> [Records for the task]

impl DocumentService {
    pub fn new(
        records: Arc<dyn RecordStore>,
        objects: Arc<dyn ObjectStorage>,
        audit: Arc<dyn AuditSink>,
        config: EngineConfig,
    ) -> Self {
        Self {
            records,
            objects,
            audit,
            config,
            locks: Mutex::new(HashMap::new()),
        }
    }

    pub fn config(&self) -> &EngineConfig {
        &self.config
    }

    /// Serialises record writes for one document. Never held across a mailer
    /// call or an upload; writers re-read the record once they hold it.
    async fn lock_document(&self, id: DocumentId) -> OwnedMutexGuard<()> {
        let lock = self.locks.lock().await.entry(id).or_default().clone();
        lock.lock_owned().await
    }

    /// Create a document from a value map.
    ///
    /// Finished documents are validated, rendered and uploaded before the
    /// record is written; drafts skip all three and carry no file. A failed
    /// upload leaves nothing behind. A failed record write after a successful
    /// upload is returned as an error and the orphaned object is logged.
    pub async fn create_document(
        &self,
        actor: &ActorId,
        doc_type: DocumentType,
        values: ValueMap,
        save_as_draft: bool,
    ) -> Result<DocumentRecord, ServiceError> {
        let schema = doc_type.schema();
        if !save_as_draft {
            let violations = validate(schema, &values);
            if !violations.is_empty() {
                debug!(doc_type = %doc_type, count = violations.len(), "validation failed");
                return Err(ServiceError::Validation(violations));
            }
        }

        let now = Utc::now();
        let id = DocumentId::new();
        let stored = if save_as_draft {
            None
        } else {
            Some(self.render_and_store(doc_type, &values, now).await?)
        };

        let (counterparty_name, counterparty_email) = counterparty(schema, &values);
        let record = DocumentRecord {
            id,
            doc_type,
            title: synthesize_title(schema, &values),
            counterparty_name,
            counterparty_email,
            values,
            rendered_file_ref: stored.as_ref().map(|(object, _)| object.clone()),
            share_token: generate_share_token(),
            status: DocumentStatus::Draft,
            created_by: actor.clone(),
            created_at: now,
            updated_at: now,
            expires_at: self.config.expiry_from(now),
        };

        if let Err(e) = self.records.insert_document(record.clone()).await {
            if let Some((object, _)) = &stored {
                error!(
                    document_id = %id,
                    object = %object,
                    error = %e,
                    "record insert failed after upload; rendered object is orphaned"
                );
            }
            return Err(e.into());
        }

        if let Some((object, size)) = stored {
            self.index_file(id, object, size).await;
        }

        info!(
            document_id = %id,
            doc_type = %doc_type,
            draft = save_as_draft,
            "document created"
        );
        self.audit.record(AuditEvent::new(
            "document.created",
            actor,
            id,
            format!("{} ({})", record.title, doc_type),
        ));
        Ok(record)
    }

    /// Render the stored values again and swap in the new file.
    ///
    /// Only the file reference changes; status changes made while the upload
    /// was in flight are kept. If the document was archived or deleted in the
    /// meantime the new upload is discarded.
    pub async fn regenerate(
        &self,
        actor: &ActorId,
        id: DocumentId,
    ) -> Result<DocumentRecord, ServiceError> {
        let record = self.regenerable(id).await?;
        let violations = validate(record.doc_type.schema(), &record.values);
        if !violations.is_empty() {
            return Err(ServiceError::Validation(violations));
        }

        let now = Utc::now();
        let (object, size) = self.render_and_store(record.doc_type, &record.values, now).await?;

        let _guard = self.lock_document(id).await;
        let mut record = match self.regenerable(id).await {
            Ok(current) => current,
            Err(e) => {
                self.discard_object(id, &object).await;
                return Err(e);
            }
        };
        let previous = record.rendered_file_ref.replace(object.clone());
        record.updated_at = now;

        if let Err(e) = self.records.update_document(record.clone()).await {
            error!(
                document_id = %id,
                object = %object,
                error = %e,
                "record update failed after upload; rendered object is orphaned"
            );
            return Err(e.into());
        }
        self.index_file(id, object, size).await;

        if let Some(old) = previous {
            self.discard_object(id, &old).await;
        }

        info!(document_id = %id, "document regenerated");
        self.audit
            .record(AuditEvent::new("document.regenerated", actor, id, ""));
        Ok(record)
    }

    async fn regenerable(&self, id: DocumentId) -> Result<DocumentRecord, ServiceError> {
        let record = self.get_document(id).await?;
        if record.status.is_archived() {
            return Err(ServiceError::InvalidTransition(
                "archived documents cannot be regenerated".into(),
            ));
        }
        Ok(record)
    }

    /// Documents newest first; archived ones only when asked for.
    pub async fn list_documents(
        &self,
        include_archived: bool,
    ) -> Result<Vec<DocumentRecord>, ServiceError> {
        let mut docs = self.records.list_documents().await?;
        if !include_archived {
            docs.retain(|d| !d.status.is_archived());
        }
        Ok(docs)
    }

    pub async fn get_document(&self, id: DocumentId) -> Result<DocumentRecord, ServiceError> {
        self.records
            .get_document(id)
            .await?
            .ok_or_else(|| ServiceError::not_found("document", id))
    }

    /// Raw bytes of the current rendering.
    pub async fn rendered_bytes(&self, id: DocumentId) -> Result<Vec<u8>, ServiceError> {
        let record = self.get_document(id).await?;
        let object = record
            .rendered_file_ref
            .ok_or_else(|| ServiceError::not_found("rendered file", id))?;
        Ok(self.objects.fetch(&object).await?)
    }

    pub async fn update_status(
        &self,
        actor: &ActorId,
        id: DocumentId,
        new_status: DocumentStatus,
    ) -> Result<DocumentRecord, ServiceError> {
        let _guard = self.lock_document(id).await;
        let mut record = self.get_document(id).await?;
        let from = record.status;
        record.status = from.transition(new_status)?;
        record.updated_at = Utc::now();
        self.records.update_document(record.clone()).await?;

        info!(document_id = %id, from = %from, status = %record.status, "document status changed");
        self.audit.record(AuditEvent::new(
            "document.status_changed",
            actor,
            id,
            format!("{from} -> {}", record.status),
        ));
        Ok(record)
    }

    /// Mail the rendered document to its counterparty.
    ///
    /// A draft becomes `Sent` once the mailer accepts the message; sent and
    /// signed documents can be re-sent without changing status. The status is
    /// re-read after dispatch, so a document archived or signed while the
    /// message was in flight keeps that status.
    pub async fn send_document(
        &self,
        actor: &ActorId,
        id: DocumentId,
        mailer: &dyn Mailer,
    ) -> Result<(DocumentRecord, MessageReceipt), ServiceError> {
        let record = self.get_document(id).await?;
        record.status.after_dispatch()?;
        let object = record.rendered_file_ref.clone().ok_or_else(|| {
            ServiceError::InvalidTransition(
                "document has no rendered file; regenerate it before sending".into(),
            )
        })?;
        if !is_valid_email(&record.counterparty_email) {
            let schema = record.doc_type.schema();
            let violations = schema
                .field(schema.counterparty_email_key)
                .map(|field| Violation {
                    key: field.key,
                    label: field.label,
                    reason: ViolationReason::InvalidEmail,
                })
                .into_iter()
                .collect();
            return Err(ServiceError::Validation(violations));
        }

        let bytes = self.objects.fetch(&object).await?;
        let message = self.compose(&record, String::from_utf8_lossy(&bytes).into_owned());
        let receipt = mailer.send(message).await?;

        let _guard = self.lock_document(id).await;
        let mut record = self.get_document(id).await?;
        match record.status.after_dispatch() {
            Ok(next) if next != record.status => {
                record.status = next;
                record.updated_at = Utc::now();
                self.records.update_document(record.clone()).await?;
            }
            Ok(_) => {}
            Err(e) => {
                warn!(document_id = %id, message_id = %receipt.id, error = %e, "status left unchanged after dispatch");
            }
        }

        info!(
            document_id = %id,
            message_id = %receipt.id,
            status = %record.status,
            "document sent"
        );
        self.audit.record(AuditEvent::new(
            "document.sent",
            actor,
            id,
            format!("to {} ({})", record.counterparty_email, receipt.id),
        ));
        Ok((record, receipt))
    }

    /// Delete a document and its rendering.
    ///
    /// The stored object goes first; if that fails the record is kept so the
    /// delete can be retried. Once the object is gone the record drops its
    /// reference to it before anything else is removed, so a later failure
    /// never leaves a record pointing at a missing file.
    pub async fn delete_document(&self, actor: &ActorId, id: DocumentId) -> Result<(), ServiceError> {
        let _guard = self.lock_document(id).await;
        let mut record = self.get_document(id).await?;
        if let Some(object) = record.rendered_file_ref.take() {
            if let Err(e) = self.objects.delete(&object).await {
                warn!(document_id = %id, object = %object, error = %e, "object delete failed; keeping record");
                return Err(e.into());
            }
            record.updated_at = Utc::now();
            if let Err(e) = self.records.update_document(record.clone()).await {
                error!(
                    document_id = %id,
                    object = %object,
                    error = %e,
                    "object deleted but record still references it"
                );
                return Err(e.into());
            }
            self.records.delete_files(&object).await?;
        }
        for entry in self.records.files_for_document(id).await? {
            self.records.delete_files(&entry.object_ref).await?;
        }
        self.records.delete_document(id).await?;

        info!(document_id = %id, "document deleted");
        self.audit.record(AuditEvent::new(
            "document.deleted",
            actor,
            id,
            record.title,
        ));
        Ok(())
    }

    /// Public lookup by share token.
    ///
    /// Malformed tokens are rejected before touching the store. Unknown and
    /// archived documents look the same to the caller.
    pub async fn resolve_share(&self, token: &str) -> Result<PublicDocumentView, ServiceError> {
        check_token_shape(token, self.config.min_share_token_len)?;
        let record = self
            .records
            .find_document_by_token(token)
            .await?
            .ok_or_else(|| ServiceError::not_found("document", "share token"))?;
        match check_public_access(&record, Utc::now()) {
            Ok(view) => Ok(view),
            Err(denial) => {
                debug!(document_id = %record.id, ?denial, "share access denied");
                Err(denial.into())
            }
        }
    }

    /// Public link for a document, as configured.
    pub fn share_link(&self, record: &DocumentRecord) -> String {
        self.config.share_link(&record.share_token)
    }

    async fn render_and_store(
        &self,
        doc_type: DocumentType,
        values: &ValueMap,
        generated_at: chrono::DateTime<Utc>,
    ) -> Result<(ObjectRef, u64), ServiceError> {
        let rendered = render(doc_type, values, generated_at);
        let bytes = rendered.to_bytes();
        let size = bytes.len() as u64;
        let object = self.objects.store(bytes, CONTENT_TYPE).await?;
        debug!(object = %object, pages = rendered.page_count(), size, "rendering stored");
        Ok((object, size))
    }

    async fn index_file(&self, id: DocumentId, object: ObjectRef, size_bytes: u64) {
        let entry = FileEntry {
            object_ref: object,
            document_id: id,
            content_type: CONTENT_TYPE.to_string(),
            size_bytes,
            created_at: Utc::now(),
        };
        if let Err(e) = self.records.insert_file(entry).await {
            warn!(document_id = %id, error = %e, "file index entry not written");
        }
    }

    async fn discard_object(&self, id: DocumentId, object: &ObjectRef) {
        if let Err(e) = self.objects.delete(object).await {
            warn!(document_id = %id, object = %object, error = %e, "previous rendering left in storage");
            return;
        }
        if let Err(e) = self.records.delete_files(object).await {
            warn!(document_id = %id, object = %object, error = %e, "stale file index entry left behind");
        }
    }

    fn compose(&self, record: &DocumentRecord, rendered: String) -> OutboundMessage {
        let mut body = format!(
            "Hello {},\n\nPlease find attached the {} \"{}\".\n",
            if record.counterparty_name.is_empty() {
                "there"
            } else {
                record.counterparty_name.as_str()
            },
            record.doc_type.schema().display_name,
            record.title,
        );
        if self.config.share_base_url.is_some() {
            body.push_str(&format!(
                "\nYou can also view it online: {}\n",
                self.share_link(record)
            ));
        }
        if let Some(expires) = record.expires_at {
            body.push_str(&format!(
                "This link expires on {}.\n",
                expires.format("%B %-d, %Y")
            ));
        }

        OutboundMessage::new(&record.counterparty_email, &record.title, body)
            .to_name(&record.counterparty_name)
            .attach(Attachment {
                filename: format!(
                    "{}-{}.{FILE_EXTENSION}",
                    record.doc_type.slug(),
                    &record.id.to_string()[..8]
                ),
                content_type: CONTENT_TYPE.to_string(),
                content: rendered,
            })
    }
}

> [Task goal] Take exactly the lines from the one containing "when asked for." through the one containing "info!(document_id = %id, from" in the data above, and output them with nothing added.

> [Answer box]
    /// Documents newest first; archived ones only when asked for.
    pub async fn list_documents(
        &self,
        include_archived: bool,
    ) -> Result<Vec<DocumentRecord>, ServiceError> {
        let mut docs = self.records.list_documents().await?;
        if !include_archived {
            docs.retain(|d| !d.status.is_archived());
        }
        Ok(docs)
    }

    pub async fn get_document(&self, id: DocumentId) -> Result<DocumentRecord, ServiceError> {
        self.records
            .get_document(id)
            .await?
            .ok_or_else(|| ServiceError::not_found("document", id))
    }

    /// Raw bytes of the current rendering.
    pub async fn rendered_bytes(&self, id: DocumentId) -> Result<Vec<u8>, ServiceError> {
        let record = self.get_document(id).await?;
        let object = record
            .rendered_file_ref
            .ok_or_else(|| ServiceError::not_found("rendered file", id))?;
        Ok(self.objects.fetch(&object).await?)
    }

    pub async fn update_status(
        &self,
        actor: &ActorId,
        id: DocumentId,
        new_status: DocumentStatus,
    ) -> Result<DocumentRecord, ServiceError> {
        let _guard = self.lock_document(id).await;
        let mut record = self.get_document(id).await?;
        let from = record.status;
        record.status = from.transition(new_status)?;
        record.updated_at = Utc::now();
        self.records.update_document(record.clone()).await?;

        info!(document_id = %id, from = %from, status = %record.status, "document status changed");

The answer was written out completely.